There are many barriers to becoming an entrepreneur. There are even more barriers between a business launch and a successful business. I find it distressing the high cost of healthcare is increasingly a major component of both barriers.
The last 20 years of economic activity have proven to me beyond a shadow of a doubt that America works best the more startups we have. The 1990’s experiences with a startup economy brought us full employment and budget surpluses. The 2000’s focus on large businesses brought us to the brink of a second Great Depression and huge budget deficits. I’m not sure two decades could be any more instructive as to the importance of small businesses to America.
We have to figure out a way to make it easier for entrepreneurs.
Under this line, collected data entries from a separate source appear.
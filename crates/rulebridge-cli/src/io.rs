/// Report file I/O with size enforcement and UTF-8 validation.
///
/// This module is the single entry point for all report I/O in the
/// `rulebridge` binary. `rulebridge-core` never touches the filesystem; all
/// reading and writing happens here.
///
/// Key behaviours:
/// - Disk files: size checked via `std::fs::metadata` before any read.
/// - Stdin: buffered with a `Read::take` cap so allocation is bounded.
/// - UTF-8 validation via `std::str::from_utf8` with byte-offset reporting.
/// - Parse failures become [`CliError::MalformedReport`] carrying the path.
/// - The cumulative output is read then rewritten, non-atomically.
use std::io::{Read as _, Write as _};
use std::path::Path;

use rulebridge_core::{Report, parse_report, write_report};

use crate::PathOrStdin;
use crate::error::CliError;

// ---------------------------------------------------------------------------
// Reading
// ---------------------------------------------------------------------------

/// Reads the entire contents of `source` into a `String`.
///
/// # Errors
///
/// Returns [`CliError`] (exit code 2) for a missing file, a permission
/// problem, input over `max_size`, any other I/O error, or invalid UTF-8.
pub fn read_input(source: &PathOrStdin, max_size: u64) -> Result<String, CliError> {
    match source {
        PathOrStdin::Path(path) => read_file(path, max_size),
        PathOrStdin::Stdin => read_stdin(max_size),
    }
}

/// Reads and parses a report.
///
/// # Errors
///
/// Everything [`read_input`] returns, plus [`CliError::MalformedReport`].
pub fn load_report(source: &PathOrStdin, max_size: u64) -> Result<Report, CliError> {
    let text = read_input(source, max_size)?;
    parse_report(&text).map_err(|e| CliError::MalformedReport {
        source: source.label(),
        detail: e.to_string(),
    })
}

/// Loads the cumulative report at `path` if the file exists.
///
/// # Errors
///
/// A file that exists but cannot be read or parsed is an error; the caller
/// does not silently overwrite it.
pub fn load_existing_report(path: &Path, max_size: u64) -> Result<Option<Report>, CliError> {
    if !path.exists() {
        tracing::debug!(path = %path.display(), "no cumulative report yet");
        return Ok(None);
    }
    load_report(&PathOrStdin::Path(path.to_path_buf()), max_size).map(Some)
}

/// Reads a disk file, enforcing the size limit and UTF-8 requirement.
fn read_file(path: &Path, max_size: u64) -> Result<String, CliError> {
    let file_size = std::fs::metadata(path)
        .map_err(|e| io_error_to_cli(&e, path))?
        .len();

    if file_size > max_size {
        return Err(CliError::FileTooLarge {
            source: path.display().to_string(),
            limit: max_size,
            actual: Some(file_size),
        });
    }

    let bytes = std::fs::read(path).map_err(|e| io_error_to_cli(&e, path))?;
    bytes_to_string(&bytes, &path.display().to_string())
}

/// Reads the entire stdin stream, capped at `max_size` bytes.
///
/// If the stream produces exactly `max_size` bytes one more byte is probed to
/// tell "at the limit" from "over the limit".
fn read_stdin(max_size: u64) -> Result<String, CliError> {
    let stdin = std::io::stdin();
    let mut handle = stdin.lock();

    let mut buf: Vec<u8> = Vec::new();
    (&mut handle)
        .take(max_size)
        .read_to_end(&mut buf)
        .map_err(|e| stdin_error(&e))?;

    if buf.len() as u64 == max_size {
        let mut probe = [0u8; 1];
        let extra = handle.read(&mut probe).map_err(|e| stdin_error(&e))?;
        if extra > 0 {
            return Err(CliError::FileTooLarge {
                source: "-".to_owned(),
                limit: max_size,
                actual: None,
            });
        }
    }

    bytes_to_string(&buf, "-")
}

fn stdin_error(e: &std::io::Error) -> CliError {
    CliError::IoError {
        source: "stdin".to_owned(),
        detail: e.to_string(),
    }
}

// ---------------------------------------------------------------------------
// Writing
// ---------------------------------------------------------------------------

/// Serializes `report` and writes it to `path`, replacing any existing file.
///
/// # Errors
///
/// Returns [`CliError::IoError`] or [`CliError::PermissionDenied`] if the
/// file cannot be written.
pub fn persist_report(report: &Report, path: &Path) -> Result<(), CliError> {
    let xml = serialize(report)?;
    std::fs::write(path, xml).map_err(|e| io_error_to_cli(&e, path))?;
    tracing::debug!(path = %path.display(), defects = report.defect_count(), "report written");
    Ok(())
}

/// Writes `report` to `path`, or to stdout when `path` is `None`.
///
/// # Errors
///
/// See [`persist_report`]; stdout failures map to [`CliError::IoError`].
pub fn emit_report(report: &Report, path: Option<&Path>) -> Result<(), CliError> {
    match path {
        Some(path) => persist_report(report, path),
        None => {
            let xml = serialize(report)?;
            let stdout = std::io::stdout();
            let mut out = stdout.lock();
            out.write_all(xml.as_bytes())
                .map_err(|e| CliError::IoError {
                    source: "stdout".to_owned(),
                    detail: e.to_string(),
                })
        }
    }
}

fn serialize(report: &Report) -> Result<String, CliError> {
    write_report(report).map_err(|e| CliError::IoError {
        source: "report writer".to_owned(),
        detail: e.to_string(),
    })
}

// ---------------------------------------------------------------------------
// Error mapping
// ---------------------------------------------------------------------------

/// Maps a `std::io::Error` arising from a disk-file operation to a [`CliError`].
#[allow(clippy::wildcard_enum_match_arm)]
pub fn io_error_to_cli(e: &std::io::Error, path: &Path) -> CliError {
    match e.kind() {
        std::io::ErrorKind::NotFound => CliError::FileNotFound {
            path: path.to_path_buf(),
        },
        std::io::ErrorKind::PermissionDenied => CliError::PermissionDenied {
            path: path.to_path_buf(),
        },
        _ => CliError::IoError {
            source: path.display().to_string(),
            detail: e.to_string(),
        },
    }
}

/// Converts a byte buffer to a `String`, returning a [`CliError`] with the
/// byte offset of the first invalid sequence on failure.
fn bytes_to_string(bytes: &[u8], source_label: &str) -> Result<String, CliError> {
    match std::str::from_utf8(bytes) {
        Ok(s) => Ok(s.to_owned()),
        Err(e) => Err(CliError::InvalidUtf8 {
            source: source_label.to_owned(),
            byte_offset: e.valid_up_to(),
        }),
    }
}

// ---------------------------------------------------------------------------
// Tests
// ---------------------------------------------------------------------------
Smart states will create very large risk pools and “encourage” everyone to make use of them since larger risk pools can mean lower insurance costs. States with compatible tax structures can offer insurance deduction help for startups or small businesses along the lines of those in the new federal healthcare law. We need to extend the precious few concepts that made it into the federal law that help bend the cost curve, some of which can be done on the state level.
It doesn’t need to be a government-based solution. Trade groups often offer insurance plans, though my personal experience with them is they tend to be more expensive than individual plans through Regence. What might be more useful from trade groups is a much broader variety of plans combined with financial and tax advice so smaller businesses and particularly startups can lessen their healthcare cost burden.
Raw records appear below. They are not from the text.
//! Error type shared by the report reader and writer.

/// Errors produced while reading or writing a serialized report.
///
/// Every variant except [`ReportError::Write`] means the document is
/// malformed: it is not well-formed XML or lacks the structure a report must
/// have. Callers attach the offending file path.
#[derive(Debug, Clone, PartialEq, Eq, thiserror::Error)]
pub enum ReportError {
    /// The document is not well-formed XML.
    #[error("XML syntax error at byte {position}: {detail}")]
    Syntax {
        /// Byte offset where the reader stopped.
        position: u64,
        /// Reader error message.
        detail: String,
    },

    /// The document contains no root element.
    #[error("document has no root element")]
    EmptyDocument,

    /// A mandatory section is absent from the root element.
    #[error("missing required section <{section}>")]
    MissingSection {
        /// Element name of the missing section.
        section: &'static str,
    },

    /// An element lacks an attribute the report format requires.
    #[error("<{element}> element is missing required attribute {attribute:?}")]
    MissingAttribute {
        /// Element name.
        element: &'static str,
        /// Attribute name.
        attribute: &'static str,
    },

    /// Serializing a report failed.
    #[error("could not serialize report: {detail}")]
    Write {
        /// Writer error message.
        detail: String,
    },
}

impl ReportError {
    /// Returns `true` if this error means the input document is malformed.
    pub fn is_malformed(&self) -> bool {
        !matches!(self, Self::Write { .. })
    }
}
Maybe the most potent solution comes from the natural willingness of entrepreneurs to share their good ideas with other entrepreneurs. If you’ve found a clever way of reducing healthcare costs for your business/startup, consider sharing it in the comment section. With the collective wisdom of Xconomy readers, we might be able to save each other a fair bit of cash.
We’ve got to do something or healthcare costs will make the entrepreneur who jumps with both feet into a new startup an endangered species.